++++ Excerpted data ++++
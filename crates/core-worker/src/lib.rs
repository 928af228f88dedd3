//! Background worker: one dedicated thread fed by a bounded task ring,
//! reporting through a bounded result ring.
//!
//! Tasks execute in submission order; results arrive in completion order
//! and the main thread treats them as idempotent hints. Cancellation is
//! advisory: flags are observed at row boundaries inside the long task
//! handlers, and a cancelled-but-queued task still yields a result so the
//! main thread can clean up whatever awaited it.

use std::fs::File;
use std::io::{BufWriter, Write};
use std::path::{Path, PathBuf};
use std::sync::atomic::{AtomicBool, Ordering};
use std::sync::{Arc, Mutex};
use std::thread::JoinHandle;
use std::time::Duration;

use core_text::{CoreError, LineStore, Result, Snapshot};
use tracing::{debug, trace};

mod queue;
mod search;
mod task;

pub use queue::{RESULT_QUEUE_CAP, TASK_QUEUE_CAP};
pub use search::SEARCH_MATCH_MAX;
pub use task::{
    Match, ReplacePlan, Replacement, ResultPayload, SearchFlags, SearchResults, Task, TaskKind,
    TaskPayload, TaskResult,
};

use queue::{ResultQueue, TaskQueue};
use search::Matcher;

/// Bounded wait of the worker's queue pop; shutdown is checked on timeout.
pub const WORKER_POLL_INTERVAL: Duration = Duration::from_millis(100);

pub struct Worker {
    tasks: Arc<TaskQueue>,
    results: Arc<ResultQueue>,
    shutdown: Arc<AtomicBool>,
    current: Arc<Mutex<Option<Arc<Task>>>>,
    handle: Option<JoinHandle<()>>,
}

impl Worker {
    /// Start the worker thread against a shared line store.
    pub fn spawn(store: Arc<LineStore>) -> Result<Worker> {
        let tasks = Arc::new(TaskQueue::new());
        let results = Arc::new(ResultQueue::new());
        let shutdown = Arc::new(AtomicBool::new(false));
        let current = Arc::new(Mutex::new(None));
        let handle = std::thread::Builder::new()
            .name("sable-worker".into())
            .spawn({
                let tasks = Arc::clone(&tasks);
                let results = Arc::clone(&results);
                let shutdown = Arc::clone(&shutdown);
                let current = Arc::clone(&current);
                move || worker_loop(store, tasks, results, shutdown, current)
            })?;
        Ok(Worker {
            tasks,
            results,
            shutdown,
            current,
            handle: Some(handle),
        })
    }

    /// Enqueue a task, returning its fresh id. Fails with `queue-full`.
    pub fn submit(&self, payload: TaskPayload) -> Result<u64> {
        let task = Task::new(payload);
        let id = task.id;
        self.tasks.push(task)?;
        trace!(target: "worker", id, "task submitted");
        Ok(id)
    }

    /// Advisory cancel of a queued or in-flight task.
    pub fn cancel(&self, id: u64) {
        self.tasks.cancel_id(id);
        if let Ok(cur) = self.current.lock()
            && let Some(t) = cur.as_ref()
            && t.id == id
        {
            t.cancel();
        }
    }

    /// Cancel every queued task of `kind`, plus the current one if it
    /// matches.
    pub fn cancel_all_of_kind(&self, kind: TaskKind) {
        self.tasks.cancel_kind(kind);
        if let Ok(cur) = self.current.lock()
            && let Some(t) = cur.as_ref()
            && t.kind() == kind
        {
            t.cancel();
        }
    }

    /// Non-blocking result drain; at most one result per call.
    pub fn try_pop_result(&self) -> Option<TaskResult> {
        self.results.try_pop()
    }

    /// Stop the worker: set the flag, wake it with a sentinel, join.
    /// Calling twice is a no-op.
    pub fn shutdown(&mut self) {
        if self.shutdown.swap(true, Ordering::SeqCst) {
            return;
        }
        // Wake the condition wait; a full queue is fine, the timed wait
        // notices the flag on its own.
        let _ = self.tasks.push(Task::new(TaskPayload::Shutdown));
        if let Some(handle) = self.handle.take() {
            let _ = handle.join();
        }
        debug!(target: "worker", "worker shut down");
    }
}

impl Drop for Worker {
    fn drop(&mut self) {
        self.shutdown();
    }
}

fn worker_loop(
    store: Arc<LineStore>,
    tasks: Arc<TaskQueue>,
    results: Arc<ResultQueue>,
    shutdown: Arc<AtomicBool>,
    current: Arc<Mutex<Option<Arc<Task>>>>,
) {
    debug!(target: "worker", "worker thread started");
    loop {
        let Some(task) = tasks.pop_timeout(WORKER_POLL_INTERVAL) else {
            if shutdown.load(Ordering::SeqCst) {
                break;
            }
            continue;
        };
        if task.kind() == TaskKind::Shutdown {
            break;
        }
        if task.is_cancelled() {
            results.push(TaskResult {
                id: task.id,
                kind: task.kind(),
                error: CoreError::Cancelled.code(),
                payload: ResultPayload::None,
            });
            continue;
        }
        if let Ok(mut cur) = current.lock() {
            *cur = Some(Arc::clone(&task));
        }
        let result = execute(&store, &task);
        if let Ok(mut cur) = current.lock() {
            *cur = None;
        }
        trace!(target: "worker", id = result.id, error = result.error, "task finished");
        results.push(result);
    }
    debug!(target: "worker", "worker thread exiting");
}

fn execute(store: &Arc<LineStore>, task: &Task) -> TaskResult {
    let (error, payload) = match &task.payload {
        TaskPayload::Warm { start_row, end_row } => execute_warm(store, task, *start_row, *end_row),
        TaskPayload::Search {
            pattern,
            flags,
            start_row,
            end_row,
            results,
        } => execute_search(store, task, pattern, *flags, *start_row, *end_row, results),
        TaskPayload::ReplaceAll {
            pattern,
            replacement,
            flags,
            plan,
        } => execute_replace(store, task, pattern, replacement, *flags, plan),
        TaskPayload::Autosave { snapshot } => execute_autosave(snapshot),
        TaskPayload::Shutdown => (0, ResultPayload::None),
    };
    TaskResult {
        id: task.id,
        kind: task.kind(),
        error,
        payload,
    }
}

fn execute_warm(
    store: &Arc<LineStore>,
    task: &Task,
    start_row: usize,
    end_row: usize,
) -> (i32, ResultPayload) {
    let end = end_row.min(store.line_count());
    let mut warmed = 0;
    let mut skipped = 0;
    for row in start_row..end {
        if task.is_cancelled() {
            return (
                CoreError::Cancelled.code(),
                ResultPayload::Warm { warmed, skipped },
            );
        }
        match store.warm_line(row) {
            Ok(true) => warmed += 1,
            Ok(false) => skipped += 1,
            Err(e) => return (e.code(), ResultPayload::Warm { warmed, skipped }),
        }
    }
    (0, ResultPayload::Warm { warmed, skipped })
}

fn execute_search(
    store: &Arc<LineStore>,
    task: &Task,
    pattern: &str,
    flags: SearchFlags,
    start_row: usize,
    end_row: usize,
    results: &Arc<Mutex<SearchResults>>,
) -> (i32, ResultPayload) {
    let matcher = match Matcher::build(pattern, flags) {
        Ok(m) => m,
        Err(e) => {
            return (
                e.code(),
                ResultPayload::Search {
                    matches_found: 0,
                    complete: false,
                },
            );
        }
    };
    let end = if end_row == 0 {
        store.line_count()
    } else {
        end_row.min(store.line_count())
    };
    let mut found = 0usize;
    let mut spans = Vec::new();
    for row in start_row..end {
        if task.is_cancelled() {
            return (
                CoreError::Cancelled.code(),
                ResultPayload::Search {
                    matches_found: found,
                    complete: false,
                },
            );
        }
        let text = match store.row_text(row) {
            Ok(Some(t)) => t,
            Ok(None) => break,
            Err(e) => {
                return (
                    e.code(),
                    ResultPayload::Search {
                        matches_found: found,
                        complete: false,
                    },
                );
            }
        };
        spans.clear();
        matcher.find_in(&text, &mut spans);
        if spans.is_empty() {
            continue;
        }
        // Publish per row so the main thread can paint in-progress hits.
        if let Ok(mut shared) = results.lock() {
            for &(start_col, end_col) in spans.iter() {
                if found >= SEARCH_MATCH_MAX {
                    break;
                }
                shared.matches.push(Match {
                    row,
                    start_col,
                    end_col,
                });
                found += 1;
            }
        }
        if found >= SEARCH_MATCH_MAX {
            break;
        }
    }
    if let Ok(mut shared) = results.lock() {
        shared.complete = true;
    }
    (
        0,
        ResultPayload::Search {
            matches_found: found,
            complete: true,
        },
    )
}

fn execute_replace(
    store: &Arc<LineStore>,
    task: &Task,
    pattern: &str,
    replacement: &str,
    flags: SearchFlags,
    plan: &Arc<Mutex<ReplacePlan>>,
) -> (i32, ResultPayload) {
    let matcher = match Matcher::build(pattern, flags) {
        Ok(m) => m,
        Err(e) => {
            return (
                e.code(),
                ResultPayload::Replace {
                    planned: 0,
                    complete: false,
                },
            );
        }
    };
    let mut planned = 0usize;
    let mut spans = Vec::new();
    for row in 0..store.line_count() {
        if task.is_cancelled() {
            return (
                CoreError::Cancelled.code(),
                ResultPayload::Replace {
                    planned,
                    complete: false,
                },
            );
        }
        let text = match store.row_text(row) {
            Ok(Some(t)) => t,
            Ok(None) => break,
            Err(e) => {
                return (
                    e.code(),
                    ResultPayload::Replace {
                        planned,
                        complete: false,
                    },
                );
            }
        };
        spans.clear();
        matcher.find_in(&text, &mut spans);
        if spans.is_empty() {
            continue;
        }
        let chars: Vec<char> = text.chars().collect();
        if let Ok(mut shared) = plan.lock() {
            for &(start_col, end_col) in spans.iter() {
                let expected: String = chars[start_col..end_col].iter().collect();
                shared.replacements.push(Replacement {
                    row,
                    start_col,
                    end_col,
                    expected,
                    text: matcher.expand(&text, (start_col, end_col), replacement),
                });
                planned += 1;
            }
        }
    }
    if let Ok(mut shared) = plan.lock() {
        shared.complete = true;
    }
    (
        0,
        ResultPayload::Replace {
            planned,
            complete: true,
        },
    )
}

fn execute_autosave(snapshot: &Snapshot) -> (i32, ResultPayload) {
    match write_swap(snapshot) {
        Ok(bytes_written) => (
            0,
            ResultPayload::Autosave {
                path: snapshot.swap_path.clone(),
                bytes_written,
            },
        ),
        Err(e) => (
            e.code(),
            ResultPayload::Autosave {
                path: snapshot.swap_path.clone(),
                bytes_written: 0,
            },
        ),
    }
}

/// Write the snapshot to a temp file beside the swap path, then rename it
/// into place so readers never observe a half-written swap.
fn write_swap(snapshot: &Snapshot) -> Result<u64> {
    let tmp = temp_sibling(&snapshot.swap_path);
    let mut out = BufWriter::new(File::create(&tmp)?);
    let mut written = 0u64;
    for line in &snapshot.lines {
        out.write_all(line.as_bytes())?;
        out.write_all(b"\n")?;
        written += line.len() as u64 + 1;
    }
    out.flush()?;
    drop(out);
    std::fs::rename(&tmp, &snapshot.swap_path)?;
    Ok(written)
}

fn temp_sibling(path: &Path) -> PathBuf {
    let mut name = path
        .file_name()
        .map(|n| n.to_os_string())
        .unwrap_or_else(|| "swap".into());
    name.push(".tmp");
    path.with_file_name(name)
}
++++
What to work on: The answer must be the line containing "Ok(written)" and every line after it through the end of the records, repeated exactly.

Exercise response:
    Ok(written)
}

fn temp_sibling(path: &Path) -> PathBuf {
    let mut name = path
        .file_name()
        .map(|n| n.to_os_string())
        .unwrap_or_else(|| "swap".into());
    name.push(".tmp");
    path.with_file_name(name)
}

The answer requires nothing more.